Chemistry Professor’s Research May Help Fight COVID-19
Chemistry Professor’s Research May Help Fight COVID-19
Professor of Chemistry Miriam Rossi and her husband, Francesco Caruso, collaborated this year with two Italian chemists in an analysis of a plant-based compound that they determined could help in the treatment of COVID-19. And it was the travel ban triggered by the pandemic itself, Rossi said, that provided the four scientists with the opportunity to conduct their research.
Rossi and Caruso traveled to Italy in January for a semester leave from Vassar and had planned to return to Poughkeepsie in March. “Then COVID-19 got in the way,” Rossi said. “We were trapped in Italy (which had a very strict lockdown policy) and could not return until July 30.”
With all of this extra time on their hands, Rossi and Caruso read many papers dealing with COVID-19 and saw that some of their earlier research on a natural plant product called embelin could be relevant to this problem. They reached out to two scientists in Rome who had collaborated with them on a research project four years ago that examined the use of embelin as an antioxidant. They also contacted virologists who had first succeeded in isolating the COVID-19 virus at the Istituto Superiore di Sanità (ISS), the Italian public institution equivalent to the U.S. National Institutes of Health. From this contact, a collaboration was established to test the effectiveness of embelin pre-treated cultured cells against later infection with the virus.
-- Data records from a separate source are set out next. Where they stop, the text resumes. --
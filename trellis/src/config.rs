//! Framework configuration is based on an [ApplicationConfigProvider], which is used to retrieve
//! [ApplicationConfig]. [Application](crate::application::Application) uses this config to
//! configure itself and registers it as an element, so it can also be injected into any other
//! element.
//!
//! [DefaultApplicationConfigProvider] creates the config with opinionated default values, which
//! can then be overwritten by a `trellis.json` file or environment variables prefixed with
//! `TRELLIS_`. Lists, like active profiles, are comma separated in environment variables, e.g.
//! `TRELLIS_ACTIVE_PROFILES=dev,local`.

use config::builder::DefaultState;
use config::{Config, ConfigBuilder, ConfigError, Environment, File};
use derive_more::Constructor;
#[cfg(test)]
use mockall::automock;
use serde::Deserialize;
use std::sync::Arc;
use trellis_di::ErrorPtr;

const CONFIG_ENV_PREFIX: &str = "TRELLIS";
const LIST_SEPARATOR: &str = ",";
const ACTIVE_PROFILES_KEY: &str = "active_profiles";

/// Name of the default config file.
pub const CONFIG_FILE: &str = "trellis.json";

/// Framework configuration which can be provided by an [ApplicationConfigProvider].
#[non_exhaustive]
#[derive(Clone, Debug)]
pub struct ApplicationConfig {
    /// Should a default tracing logger be installed in the scope of the application.
    pub install_tracing_logger: bool,
    /// Profiles used to filter registered elements.
    pub active_profiles: Vec<String>,
    /// Should all singleton elements be created before running the application.
    pub eager_singletons: bool,
}

impl Default for ApplicationConfig {
    fn default() -> Self {
        Self {
            install_tracing_logger: true,
            active_profiles: vec![],
            eager_singletons: true,
        }
    }
}

impl From<OptionalApplicationConfig> for ApplicationConfig {
    fn from(value: OptionalApplicationConfig) -> Self {
        let default = Self::default();
        Self {
            install_tracing_logger: value
                .install_tracing_logger
                .unwrap_or(default.install_tracing_logger),
            active_profiles: value.active_profiles.unwrap_or(default.active_profiles),
            eager_singletons: value.eager_singletons.unwrap_or(default.eager_singletons),
        }
    }
}

impl ApplicationConfig {
    fn init_from_environment() -> Result<Self, ConfigError> {
        Self::init_from_builder(
            Config::builder()
                .add_source(File::with_name(CONFIG_FILE).required(false))
                .add_source(environment()),
        )
    }

    fn init_from_builder(builder: ConfigBuilder<DefaultState>) -> Result<Self, ConfigError> {
        builder
            .build()
            .and_then(|config| config.try_deserialize::<OptionalApplicationConfig>())
            .map(|config| config.into())
    }
}

fn environment() -> Environment {
    Environment::with_prefix(CONFIG_ENV_PREFIX)
        .try_parsing(true)
        .list_separator(LIST_SEPARATOR)
        .with_list_parse_key(ACTIVE_PROFILES_KEY)
}

/// Provider for [ApplicationConfig].
#[cfg_attr(test, automock)]
pub trait ApplicationConfigProvider {
    fn config(&self) -> Result<ApplicationConfig, ErrorPtr>;
}

/// Reads the config from `trellis.json` and the environment once, on creation.
#[derive(Clone, Debug)]
pub struct DefaultApplicationConfigProvider {
    // cached init result
    config: Result<ApplicationConfig, ErrorPtr>,
}

impl DefaultApplicationConfigProvider {
    pub fn new() -> Self {
        Self {
            config: ApplicationConfig::init_from_environment()
                .map_err(|error| Arc::new(error) as ErrorPtr),
        }
    }
}

impl Default for DefaultApplicationConfigProvider {
    fn default() -> Self {
        Self::new()
    }
}

impl ApplicationConfigProvider for DefaultApplicationConfigProvider {
    fn config(&self) -> Result<ApplicationConfig, ErrorPtr> {
        self.config.clone()
    }
}

/// Provides a fixed config, e.g. built in code or in tests.
#[derive(Constructor, Clone, Debug)]
pub struct StaticApplicationConfigProvider {
    config: ApplicationConfig,
}

impl ApplicationConfigProvider for StaticApplicationConfigProvider {
    fn config(&self) -> Result<ApplicationConfig, ErrorPtr> {
        Ok(self.config.clone())
    }
}

#[derive(Deserialize)]
struct OptionalApplicationConfig {
    install_tracing_logger: Option<bool>,
    active_profiles: Option<Vec<String>>,
    eager_singletons: Option<bool>,
}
Using a chemical modeling software that generated billions of possible permutations of the effectiveness of embelin on COVID-19, the scientists were able to show that the compound could help to mitigate some of the more serious symptoms of the illness. “The software allowed us to take the compound that we had studied previously and project how it could interact with one of the major components of the COVID-19 virus,” Rossi explained.
The two Italian collaborators on the project were Jens Z. Pedersen of the Department of Biology at University Tor Vergata and Sandra Incerpi of the Department of Sciences at University Roma Tre. Both institutions are located in Rome. The four scientists published their findings in the Journal of Infection and Public Health.
Rossi said she was optimistic that embelin might be effective in the treatment of COVID-19 in part because she had been corresponding for the past two years on a similar project with Montclair (NJ) State University virologist and Biology Professor Sandra Adams, mother of Vassar Associate Professor of Biology Kelli Duncan. “Kelli connected us since we had common ground studying these natural products and I invited Professor Adams to give a talk to the Chemistry Department two years ago,” Rossi explained. “While she was here, I gave her a sample of this compound (embelin) to study as a potential anti-viral agent against the herpes simplex virus because we thought it would behave as a good inhibitor. So she and her students did the experiments and found that embelin was very effective as an anti-viral agent.”
Rossi said Christopher Gahn, Academic Computing Consultant for the Sciences in Vassar’s Academic Computing Services office, had provided technical support in monitoring the software and obtaining the use of a high-powered cloud-based Amazon computer for the project.
Gahn, who recently left Vassar to become a freelance computing consultant, said he was glad he was able to assist Rossi and her collaborators on the project. “It’s fantastic to know that the work they’re doing is resulting in a positive impact on many people’s lives, especially during the current crisis,” he said.